Complicamos

Porque não somos simples?
Complicamos tanto, o que podia ser tão simples, leve e até doce.

Esteves Cardoso tem escrito uns textos fantásticos, sobre amizade e amor. Sobre o amor, não me lembro de ter lido algo mais belo, mais inteligente. Mas pessoas...nós complicamos tanta coisa mais. Vou provocar, é uma tentação. Quando o Homem "inventou" a Religião, estava já a meter-se em complicações, das quais nunca mais saiu. Se calhar com o amor ainda foi pior. A amizade, porém, parece tornar-se mais leve para todos nós. Mas se falarmos da que é desinteressada, que nos exige um cuidado contínuo, as complicações evitam-se se todos os interviestes tiverem uma atitude idêntica. E depende muito, umas e outras, relações amorosos ou amistosas, graduações de amor, no seu limite significativo, da fase da vida e de circunstância, exógenas, independentes da relação e sem o nosso controlo.

E as relações familiares? Outro género de amor. Mais tensão, mais risco. Mas passa-se um pouco o mesmo que com as outras, parece-me. 

Inventamos problemas, não deixamos situações correrem. Queremos intervir, ou contrariamente, abstemos-nos de o fazer, sendo uma e outra atitude, um risco, provavelmente. São complicações desnecessárias? Ou são fases necessárias que temos de passar, sem as quais as nossas certezas se esboroam, se adiam? E depois isto: a procura de certezas, respostas, razões e causas. Complicómetro humano.

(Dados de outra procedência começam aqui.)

use crate::foundation::math::Fnv1a64;
use crate::generators::{Generator, RenderCtx, VisualOutput};
use crate::registry::PresetId;
use crate::theme::Color;

pub const MIN_PARTICLES: usize = 20;
pub const MAX_PARTICLES: usize = 60;

/// Setup-time constants of the particle simulation.
///
/// Everything here is sampled once when the simulation mounts; a change in `density` or
/// `speed` reseeds the population, even when the derived count stays the same.
#[derive(Clone, Copy, Debug, PartialEq)]
pub struct ParticleFieldSpec {
    /// Sanitized density knob the population was derived from.
    pub density: f64,
    /// Sanitized speed knob the velocities were derived from.
    pub speed: f64,
    pub count: usize,
    pub speed_factor: f64,
    /// Theme colors particles pick from: primary, border, muted.
    pub colors: [Color; 3],
    pub seed: u64,
}

impl ParticleFieldSpec {
    pub fn new(density: f64, speed: f64, colors: [Color; 3]) -> Self {
        let count = particle_count(density);
        let speed_factor = speed_factor(speed);
        let mut h = Fnv1a64::new_default();
        h.write_str(PresetId::ParticleDrift.as_str());
        h.write_u64(density.to_bits());
        h.write_u64(speed.to_bits());

        Self {
            density,
            speed,
            count,
            speed_factor,
            colors,
            seed: h.finish(),
        }
    }

    /// Whether moving from `self` to `next` requires regenerating the population.
    pub fn needs_reseed(&self, next: &Self) -> bool {
        self.density != next.density || self.speed != next.speed
    }
}

/// `20 + round(density / 100 * 40)`.
pub fn particle_count(density: f64) -> usize {
    let d = density.clamp(0.0, 100.0) / 100.0;
    MIN_PARTICLES + (d * (MAX_PARTICLES - MIN_PARTICLES) as f64).round() as usize
}

/// `0.15 + speed / 100 * 0.6` pixels per frame.
pub fn speed_factor(speed: f64) -> f64 {
    0.15 + speed.clamp(0.0, 100.0) / 100.0 * 0.6
}

pub struct ParticleDriftGenerator;

impl Generator for ParticleDriftGenerator {
    fn preset(&self) -> PresetId {
        PresetId::ParticleDrift
    }

    fn render(&self, ctx: &mut RenderCtx<'_>) -> VisualOutput {
        let p = ctx.palette;
        VisualOutput::Canvas(ParticleFieldSpec::new(
            ctx.settings.density,
            ctx.settings.speed,
            [p.primary, p.border, p.muted],
        ))
    }
}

Guilherme de Occam é tido como o autor da frase: "Se em tudo o mais forem idênticas as várias explicações de um fenómeno, a mais simples é a melhor". A "navalha de Occam" (Occam's Razor), ou o principio da parcimónia ("among competing hypotheses, the one with the fewest assumptions should be selected. Other, more complicated solutions may ultimately prove correct, but—in the absence of certainty—the fewer assumptions that are made, the better", uma interpretação...slightly different, por causa de "in the absence of certainty"). É um princípio de raciocínio, uma estratégia mental. Mas nada inocente ou desprovida de fundamento. Este princípio ainda hoje é seguido no raciocínio e procedimento científico, por exemplo. E os nossos cérebros, que têm cada um milhões de anos de acumulação de herança de "memes" culturais, de "caminhos" de pensamento, seguem um pouco, ou muito esta forma de procura de soluções, sem que demos conta. Mas "pelo meio", quando, principalmente reina incerteza, ou quando estamos dominados por emoções que não controlamos (vide acima os vários tipos de relações onde os sentimentos tocam), complicamos. Talvez. Há quem se considere muito racional. E não é possível uma avaliação dessa racionalidade, versus emocionalidade.

Complicamos hoje neste nosso mundo ocidental, em soluções sociais, políticas e todas as outras que já sabemos e me escuso de mencionar. A simplificação não é simples. Um texto, uma frase, uma pintura, simples, também se conseguem, e ...complicamos (falo por mim...).

Algumas vezes, talvez compliquemos por desconfiar da solução mais simples, como sendo a melhor. Fácil demais. Procuramos o desafio. A dificuldade. Mas não foi provavelmente por  acaso que Occam formulou a frase: na ausência de certeza, ele acha que a solução mais simples deve ser a escolhida. Ah! E qual é ela? Se pensarmos nas nossas decisões, ou no processo anterior a elas, temos a certeza de ter encontrado a solução mais simples? E até de termos certezas? E lá está, mais um "loop" de raciocínio. 

Simples mesmo era ser mosca, acho que é melhor do que girafa, que se não encontrar árvores altas, ainda faz um entorse danado, e depois não há massagista à altura. Á altura, precisamente. Uma mosca, nem se dá à maçada de contar os dias que lhe restam. São "demasiado" poucos (deram conta deste loop de complicação? Raio de coisa...).

Temos na vida oportunidades, perdemo-las. Temos pessoas, perdemo-las. Temos dinheiro ...(tiram-no...). Por complicação, por má decisão, por erro de análise, por falta de elementos de comparação, por falha temporária de sabedoria. Mas as moscas não têm esses problemas. Mosca ou outro insecto qualquer. Ou um microorganismo. 

Esta coisa de ser humano é uma grande complicação!